# PROBLEM TO WORK ON:
Go through the entries below and copy each line containing the word "their".

# PROVIDED ENTRIES:
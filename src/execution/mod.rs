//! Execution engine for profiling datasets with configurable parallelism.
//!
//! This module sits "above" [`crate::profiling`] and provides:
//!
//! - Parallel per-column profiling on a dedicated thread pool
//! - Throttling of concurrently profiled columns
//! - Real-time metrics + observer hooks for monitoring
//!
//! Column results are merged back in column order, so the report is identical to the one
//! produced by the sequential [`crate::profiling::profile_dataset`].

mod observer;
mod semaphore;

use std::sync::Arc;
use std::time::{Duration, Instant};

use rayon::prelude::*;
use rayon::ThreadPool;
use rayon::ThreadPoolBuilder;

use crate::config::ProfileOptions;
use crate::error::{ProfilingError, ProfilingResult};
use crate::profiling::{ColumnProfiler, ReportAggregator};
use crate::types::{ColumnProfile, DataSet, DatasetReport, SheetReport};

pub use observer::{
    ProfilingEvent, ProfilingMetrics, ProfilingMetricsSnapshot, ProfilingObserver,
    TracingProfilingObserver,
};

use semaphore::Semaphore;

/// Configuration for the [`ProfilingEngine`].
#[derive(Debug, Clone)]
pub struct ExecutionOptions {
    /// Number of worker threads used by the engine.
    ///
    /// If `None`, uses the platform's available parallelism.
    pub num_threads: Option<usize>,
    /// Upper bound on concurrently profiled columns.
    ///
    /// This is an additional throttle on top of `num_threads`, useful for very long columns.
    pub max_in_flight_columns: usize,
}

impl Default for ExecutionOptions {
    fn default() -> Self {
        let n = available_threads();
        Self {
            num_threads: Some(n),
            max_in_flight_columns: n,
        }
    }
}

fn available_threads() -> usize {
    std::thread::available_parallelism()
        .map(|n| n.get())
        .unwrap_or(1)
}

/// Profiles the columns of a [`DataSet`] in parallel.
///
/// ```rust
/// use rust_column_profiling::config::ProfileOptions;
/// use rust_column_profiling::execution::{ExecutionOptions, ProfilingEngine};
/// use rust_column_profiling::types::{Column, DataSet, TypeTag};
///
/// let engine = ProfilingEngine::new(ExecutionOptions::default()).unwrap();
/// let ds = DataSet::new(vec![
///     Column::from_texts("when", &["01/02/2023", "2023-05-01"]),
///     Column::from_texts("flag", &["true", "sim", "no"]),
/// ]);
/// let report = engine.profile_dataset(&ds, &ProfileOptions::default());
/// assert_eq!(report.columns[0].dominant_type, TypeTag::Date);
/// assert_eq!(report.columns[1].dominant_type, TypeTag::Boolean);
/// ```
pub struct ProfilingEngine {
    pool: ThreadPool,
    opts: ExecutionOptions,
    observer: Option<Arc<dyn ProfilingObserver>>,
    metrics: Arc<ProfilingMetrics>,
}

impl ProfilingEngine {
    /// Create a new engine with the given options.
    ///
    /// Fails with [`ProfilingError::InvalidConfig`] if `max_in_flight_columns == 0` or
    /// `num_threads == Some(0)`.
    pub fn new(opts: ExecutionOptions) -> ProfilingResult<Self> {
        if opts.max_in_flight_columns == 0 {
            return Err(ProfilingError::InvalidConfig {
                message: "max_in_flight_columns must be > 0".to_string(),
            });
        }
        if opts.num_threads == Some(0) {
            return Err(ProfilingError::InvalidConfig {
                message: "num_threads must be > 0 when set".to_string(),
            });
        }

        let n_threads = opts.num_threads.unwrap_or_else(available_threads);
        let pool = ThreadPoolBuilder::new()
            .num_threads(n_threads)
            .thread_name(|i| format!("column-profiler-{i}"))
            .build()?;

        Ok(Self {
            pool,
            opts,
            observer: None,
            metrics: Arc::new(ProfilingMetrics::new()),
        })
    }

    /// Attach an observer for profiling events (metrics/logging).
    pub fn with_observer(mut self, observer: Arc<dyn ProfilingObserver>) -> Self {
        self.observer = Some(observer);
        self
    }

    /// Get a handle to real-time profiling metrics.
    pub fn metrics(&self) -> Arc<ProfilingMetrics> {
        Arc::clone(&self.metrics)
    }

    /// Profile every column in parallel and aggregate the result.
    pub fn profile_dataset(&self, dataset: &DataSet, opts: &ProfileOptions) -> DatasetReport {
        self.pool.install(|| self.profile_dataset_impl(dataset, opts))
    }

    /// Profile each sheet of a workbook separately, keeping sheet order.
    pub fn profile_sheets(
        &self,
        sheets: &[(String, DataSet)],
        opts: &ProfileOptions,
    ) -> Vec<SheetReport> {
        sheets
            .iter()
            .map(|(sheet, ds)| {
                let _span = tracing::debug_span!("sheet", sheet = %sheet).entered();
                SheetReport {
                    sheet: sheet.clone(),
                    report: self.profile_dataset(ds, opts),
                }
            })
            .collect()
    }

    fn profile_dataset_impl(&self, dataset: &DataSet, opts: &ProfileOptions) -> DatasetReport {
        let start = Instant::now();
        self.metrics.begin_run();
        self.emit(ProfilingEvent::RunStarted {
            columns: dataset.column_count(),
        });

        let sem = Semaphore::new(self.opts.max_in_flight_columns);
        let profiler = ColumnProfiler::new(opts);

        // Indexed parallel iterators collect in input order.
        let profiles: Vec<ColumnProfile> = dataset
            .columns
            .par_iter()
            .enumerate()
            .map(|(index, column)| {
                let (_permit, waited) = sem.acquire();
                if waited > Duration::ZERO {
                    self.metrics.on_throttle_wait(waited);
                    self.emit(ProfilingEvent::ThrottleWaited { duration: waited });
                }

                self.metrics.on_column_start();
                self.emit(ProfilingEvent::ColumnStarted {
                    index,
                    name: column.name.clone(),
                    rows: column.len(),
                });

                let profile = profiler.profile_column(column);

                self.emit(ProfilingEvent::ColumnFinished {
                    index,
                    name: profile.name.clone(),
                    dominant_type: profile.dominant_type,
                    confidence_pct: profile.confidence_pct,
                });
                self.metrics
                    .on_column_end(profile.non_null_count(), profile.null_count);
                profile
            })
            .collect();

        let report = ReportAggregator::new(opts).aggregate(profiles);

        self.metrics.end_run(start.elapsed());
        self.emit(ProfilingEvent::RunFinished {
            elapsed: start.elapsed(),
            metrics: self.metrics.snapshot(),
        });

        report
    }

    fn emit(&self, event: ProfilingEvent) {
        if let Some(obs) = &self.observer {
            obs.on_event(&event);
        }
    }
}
==
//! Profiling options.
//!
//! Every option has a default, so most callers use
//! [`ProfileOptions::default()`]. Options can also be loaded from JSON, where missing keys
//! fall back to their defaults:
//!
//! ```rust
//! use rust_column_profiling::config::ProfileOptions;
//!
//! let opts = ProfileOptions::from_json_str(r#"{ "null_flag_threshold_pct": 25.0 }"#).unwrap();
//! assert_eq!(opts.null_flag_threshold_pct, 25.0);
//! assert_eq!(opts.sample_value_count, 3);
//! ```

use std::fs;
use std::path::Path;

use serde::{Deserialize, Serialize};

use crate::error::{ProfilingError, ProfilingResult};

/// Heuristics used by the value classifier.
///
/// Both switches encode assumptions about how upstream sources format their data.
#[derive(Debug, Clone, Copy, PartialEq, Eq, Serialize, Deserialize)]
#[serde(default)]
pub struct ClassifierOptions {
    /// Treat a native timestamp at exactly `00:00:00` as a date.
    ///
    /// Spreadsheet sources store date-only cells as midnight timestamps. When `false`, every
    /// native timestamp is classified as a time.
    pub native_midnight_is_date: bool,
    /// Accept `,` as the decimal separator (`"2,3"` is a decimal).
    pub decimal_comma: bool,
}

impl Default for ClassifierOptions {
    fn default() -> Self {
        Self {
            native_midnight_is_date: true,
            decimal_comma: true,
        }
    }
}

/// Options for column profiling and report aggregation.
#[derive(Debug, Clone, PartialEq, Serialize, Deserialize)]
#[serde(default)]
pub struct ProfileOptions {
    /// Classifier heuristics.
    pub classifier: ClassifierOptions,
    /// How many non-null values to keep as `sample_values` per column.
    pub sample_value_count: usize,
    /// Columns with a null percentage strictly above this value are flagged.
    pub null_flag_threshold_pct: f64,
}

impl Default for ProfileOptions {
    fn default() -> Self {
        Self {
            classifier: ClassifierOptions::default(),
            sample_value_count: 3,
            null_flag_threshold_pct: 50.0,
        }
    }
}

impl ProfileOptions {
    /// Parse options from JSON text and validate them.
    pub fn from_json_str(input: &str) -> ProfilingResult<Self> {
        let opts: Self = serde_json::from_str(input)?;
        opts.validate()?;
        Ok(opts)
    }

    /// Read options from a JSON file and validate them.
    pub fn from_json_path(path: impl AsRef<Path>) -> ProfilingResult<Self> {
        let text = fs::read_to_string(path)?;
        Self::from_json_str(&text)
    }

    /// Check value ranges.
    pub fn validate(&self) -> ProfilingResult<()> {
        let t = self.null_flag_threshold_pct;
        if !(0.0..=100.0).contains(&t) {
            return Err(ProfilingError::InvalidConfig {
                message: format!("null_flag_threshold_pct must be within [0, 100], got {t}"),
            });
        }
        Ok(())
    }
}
...
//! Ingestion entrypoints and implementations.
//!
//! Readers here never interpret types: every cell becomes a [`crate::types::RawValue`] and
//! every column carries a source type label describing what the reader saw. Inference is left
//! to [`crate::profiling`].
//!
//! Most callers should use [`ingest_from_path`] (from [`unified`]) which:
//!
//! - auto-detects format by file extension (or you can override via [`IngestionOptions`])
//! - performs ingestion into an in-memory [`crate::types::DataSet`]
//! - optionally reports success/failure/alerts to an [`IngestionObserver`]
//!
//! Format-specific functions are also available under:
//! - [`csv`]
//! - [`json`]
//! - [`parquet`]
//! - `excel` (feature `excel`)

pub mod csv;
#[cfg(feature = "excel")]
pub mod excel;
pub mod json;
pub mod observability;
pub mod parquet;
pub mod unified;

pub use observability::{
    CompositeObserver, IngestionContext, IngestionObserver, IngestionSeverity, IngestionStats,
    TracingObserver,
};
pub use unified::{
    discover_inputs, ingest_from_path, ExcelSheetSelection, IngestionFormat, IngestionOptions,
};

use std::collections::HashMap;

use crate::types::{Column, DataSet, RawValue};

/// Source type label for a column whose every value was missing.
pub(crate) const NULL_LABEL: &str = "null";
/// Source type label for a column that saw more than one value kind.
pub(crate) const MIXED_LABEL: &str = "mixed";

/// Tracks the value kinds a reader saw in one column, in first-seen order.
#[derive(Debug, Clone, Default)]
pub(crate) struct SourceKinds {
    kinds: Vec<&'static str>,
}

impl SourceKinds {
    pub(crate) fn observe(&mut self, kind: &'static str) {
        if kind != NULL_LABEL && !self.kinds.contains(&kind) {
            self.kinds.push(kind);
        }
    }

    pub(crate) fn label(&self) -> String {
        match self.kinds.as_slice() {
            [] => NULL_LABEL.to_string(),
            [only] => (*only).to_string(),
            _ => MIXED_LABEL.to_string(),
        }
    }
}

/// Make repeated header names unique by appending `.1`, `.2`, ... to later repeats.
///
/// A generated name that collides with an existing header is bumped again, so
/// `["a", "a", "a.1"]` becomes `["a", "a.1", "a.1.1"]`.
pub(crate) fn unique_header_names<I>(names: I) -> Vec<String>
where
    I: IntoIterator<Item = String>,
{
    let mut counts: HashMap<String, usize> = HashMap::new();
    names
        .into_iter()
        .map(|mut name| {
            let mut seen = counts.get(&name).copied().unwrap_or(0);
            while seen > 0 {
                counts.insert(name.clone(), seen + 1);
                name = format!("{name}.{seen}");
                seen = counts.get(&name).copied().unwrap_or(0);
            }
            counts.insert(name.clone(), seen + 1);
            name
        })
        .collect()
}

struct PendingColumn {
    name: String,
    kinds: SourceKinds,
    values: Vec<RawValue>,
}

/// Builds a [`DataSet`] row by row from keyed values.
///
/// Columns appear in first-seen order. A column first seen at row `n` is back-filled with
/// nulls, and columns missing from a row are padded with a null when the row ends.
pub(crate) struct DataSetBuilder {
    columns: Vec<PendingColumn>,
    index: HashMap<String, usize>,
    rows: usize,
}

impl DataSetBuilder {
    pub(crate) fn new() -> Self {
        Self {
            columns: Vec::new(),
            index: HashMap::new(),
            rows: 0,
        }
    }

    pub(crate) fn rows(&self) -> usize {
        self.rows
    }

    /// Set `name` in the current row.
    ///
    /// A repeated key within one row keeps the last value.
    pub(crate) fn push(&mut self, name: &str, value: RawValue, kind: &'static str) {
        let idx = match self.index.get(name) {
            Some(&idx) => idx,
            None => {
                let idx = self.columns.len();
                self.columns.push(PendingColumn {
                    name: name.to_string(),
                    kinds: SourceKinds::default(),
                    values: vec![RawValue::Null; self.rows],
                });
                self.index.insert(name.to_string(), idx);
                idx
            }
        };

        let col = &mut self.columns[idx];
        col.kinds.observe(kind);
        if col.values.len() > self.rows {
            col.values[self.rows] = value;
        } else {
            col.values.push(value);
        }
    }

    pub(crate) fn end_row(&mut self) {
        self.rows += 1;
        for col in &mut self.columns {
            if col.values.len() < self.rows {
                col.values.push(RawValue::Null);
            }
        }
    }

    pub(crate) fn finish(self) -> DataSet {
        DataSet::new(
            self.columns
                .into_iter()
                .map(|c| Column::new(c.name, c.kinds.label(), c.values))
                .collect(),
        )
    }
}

# TASK OUTPUT:
//! fall back to their defaults:
/// Both switches encode assumptions about how upstream sources format their data.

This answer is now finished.